- [Exercise goal] The line containing "assert_eq!(report.outcome.occurrences, 1);" and every line after it, through the end of the records below: repeat them exactly, nothing more.

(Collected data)
»»

//! Read → replace → write over a text resource.

use crate::app::replace::replace_literal;
use crate::domain::errors::PatchError;
use crate::domain::model::{NoMatchPolicy, PatchOutcome, PatchSpec};
use crate::domain::resource::TextResource;
use crate::infra::fs::{FileResource, WriteOptions};

/// Outcome of a patch plus the text before and after substitution.
#[derive(Debug, Clone)]
pub struct PatchReport {
    pub outcome: PatchOutcome,
    pub before: String,
    pub after: String,
}

/// Applies [`PatchSpec`]s to files or arbitrary [`TextResource`]s.
#[derive(Debug, Clone, Default, PartialEq, Eq)]
pub struct Patcher {
    write: WriteOptions,
    dry_run: bool,
}

impl Patcher {
    pub fn new() -> Self {
        Self::default()
    }

    pub fn with_write_options(mut self, write: WriteOptions) -> Self {
        self.write = write;
        self
    }

    /// Compute results without writing anything back.
    pub fn dry_run(mut self, dry_run: bool) -> Self {
        self.dry_run = dry_run;
        self
    }

    /// Patch the file named by `spec.source_path`.
    pub fn patch_file(&self, spec: &PatchSpec) -> Result<PatchReport, PatchError> {
        let mut resource = FileResource::with_options(&spec.source_path, self.write.clone());
        self.patch_resource(spec, &mut resource)
    }

    /// Patch `resource` in place. The resource is only written when the text
    /// changed and this is not a dry run.
    pub fn patch_resource<R>(
        &self,
        spec: &PatchSpec,
        resource: &mut R,
    ) -> Result<PatchReport, PatchError>
    where
        R: TextResource + ?Sized,
    {
        let path = resource.location().to_path_buf();
        let before = resource.read_text()?;
        let replaced = replace_literal(&before, &spec.needle, &spec.replacement, spec.mode)?;

        if replaced.occurrences == 0 {
            match spec.on_no_match {
                NoMatchPolicy::Error => return Err(PatchError::NoMatch { path }),
                NoMatchPolicy::Warn => {
                    tracing::warn!(path = %path.display(), "needle not found; file left unchanged")
                }
                NoMatchPolicy::Ignore => {
                    tracing::debug!(path = %path.display(), "needle not found")
                }
            }
        }

        let changed = replaced.text != before;
        let written = changed && !self.dry_run;
        if written {
            resource.write_text(&replaced.text)?;
            tracing::info!(
                path = %path.display(),
                occurrences = replaced.occurrences,
                mode = %spec.mode,
                "patched file"
            );
        }

        Ok(PatchReport {
            outcome: PatchOutcome {
                path,
                occurrences: replaced.occurrences,
                written,
                dry_run: self.dry_run,
                backup: resource.backup_path().map(|path| path.to_path_buf()),
            },
            before,
            after: replaced.text,
        })
    }
}

#[cfg(test)]
mod tests {
    use super::*;
    use crate::domain::model::ReplaceMode;
    use crate::infra::memory::MemoryResource;

    fn patch(text: &str, spec: &PatchSpec) -> (Result<PatchReport, PatchError>, MemoryResource) {
        let mut resource = MemoryResource::new("mem.txt", text);
        let result = Patcher::new().patch_resource(spec, &mut resource);
        (result, resource)
    }

    #[test]
    fn replaces_and_writes_back() {
        let spec = PatchSpec::new("mem.txt", "B", "X");
        let (result, resource) = patch("A.B.C", &spec);
        let report = result.unwrap();
        assert_eq!(resource.text(), "A.X.C");
        assert_eq!(resource.writes(), 1);
        assert!(report.outcome.replaced());
        assert!(report.outcome.written);
        assert_eq!(report.before, "A.B.C");
        assert_eq!(report.after, "A.X.C");
    }

    #[test]
    fn missing_needle_leaves_content_and_skips_write() {
        let spec = PatchSpec::new("mem.txt", "Z", "X");
        let (result, resource) = patch("A.B.C", &spec);
        let report = result.unwrap();
        assert_eq!(resource.text(), "A.B.C");
        assert_eq!(resource.writes(), 0);
        assert!(!report.outcome.replaced());
        assert!(!report.outcome.written);
    }

    #[test]
    fn empty_resource_stays_empty() {
        let spec = PatchSpec::new("mem.txt", "needle", "x");
        let (result, resource) = patch("", &spec);
        assert_eq!(result.unwrap().outcome.occurrences, 0);
        assert_eq!(resource.text(), "");
    }

    #[test]
    fn error_policy_fails_on_no_match() {
        let spec = PatchSpec::new("mem.txt", "Z", "X").with_no_match(NoMatchPolicy::Error);
        let (result, resource) = patch("A.B.C", &spec);
        assert!(matches!(result, Err(PatchError::NoMatch { .. })));
        assert_eq!(resource.writes(), 0);
    }

    #[test]
    fn second_application_is_a_no_match() {
        let spec = PatchSpec::new("mem.txt", "<span>L</span>", "<video />");
        let mut resource = MemoryResource::new("mem.txt", "<div><span>L</span></div>");
        let patcher = Patcher::new();

        let first = patcher.patch_resource(&spec, &mut resource).unwrap();
        assert_eq!(first.outcome.occurrences, 1);
        let second = patcher.patch_resource(&spec, &mut resource).unwrap();
        assert_eq!(second.outcome.occurrences, 0);
        assert_eq!(resource.text(), "<div><video /></div>");
        assert_eq!(resource.writes(), 1);
    }

    #[test]
    fn reverse_patch_restores_original() {
        let original = "line one\n  block\nline three\n";
        let forward = PatchSpec::new("mem.txt", "  block\n", "  replaced block\n");
        let backward = PatchSpec::new("mem.txt", "  replaced block\n", "  block\n");
        let mut resource = MemoryResource::new("mem.txt", original);
        let patcher = Patcher::new();

        patcher.patch_resource(&forward, &mut resource).unwrap();
        patcher.patch_resource(&backward, &mut resource).unwrap();
        assert_eq!(resource.into_text(), original);
    }

    #[test]
    fn first_mode_is_honoured() {
        let spec = PatchSpec::new("mem.txt", "a", "b").with_mode(ReplaceMode::First);
        let (result, resource) = patch("a a", &spec);
        assert_eq!(result.unwrap().outcome.occurrences, 1);
        assert_eq!(resource.text(), "b a");
    }

    #[test]
    fn dry_run_never_writes() {
        let spec = PatchSpec::new("mem.txt", "B", "X");
        let mut resource = MemoryResource::new("mem.txt", "A.B.C");
        let report = Patcher::new()
            .dry_run(true)
            .patch_resource(&spec, &mut resource)
            .unwrap();
        assert_eq!(resource.writes(), 0);
        assert_eq!(resource.text(), "A.B.C");
        assert_eq!(report.after, "A.X.C");
        assert!(report.outcome.dry_run);
        assert!(!report.outcome.written);
    }

    #[test]
    fn identical_replacement_counts_but_skips_write() {
        let spec = PatchSpec::new("mem.txt", "B", "B");
        let (result, resource) = patch("A.B.C", &spec);
        let report = result.unwrap();
        assert_eq!(report.outcome.occurrences, 1);
        assert!(!report.outcome.written);
        assert_eq!(resource.writes(), 0);
    }

    #[test]
    fn patch_file_round_trips_through_disk() {
        let temp = tempfile::tempdir().unwrap();
        let path = temp.path().join("Home.tsx");
        std::fs::write(&path, "A.B.C").unwrap();

        let spec = PatchSpec::new(&path, "B", "X");
        let report = Patcher::new().patch_file(&spec).unwrap();
        assert_eq!(report.outcome.path, path);
        assert_eq!(std::fs::read_to_string(&path).unwrap(), "A.X.C");
    }
}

««

- [Answer space]
        assert_eq!(report.outcome.occurrences, 1);
        assert!(!report.outcome.written);
        assert_eq!(resource.writes(), 0);
    }

    #[test]
    fn patch_file_round_trips_through_disk() {
        let temp = tempfile::tempdir().unwrap();
        let path = temp.path().join("Home.tsx");
        std::fs::write(&path, "A.B.C").unwrap();

        let spec = PatchSpec::new(&path, "B", "X");
        let report = Patcher::new().patch_file(&spec).unwrap();
        assert_eq!(report.outcome.path, path);
        assert_eq!(std::fs::read_to_string(&path).unwrap(), "A.X.C");
    }
}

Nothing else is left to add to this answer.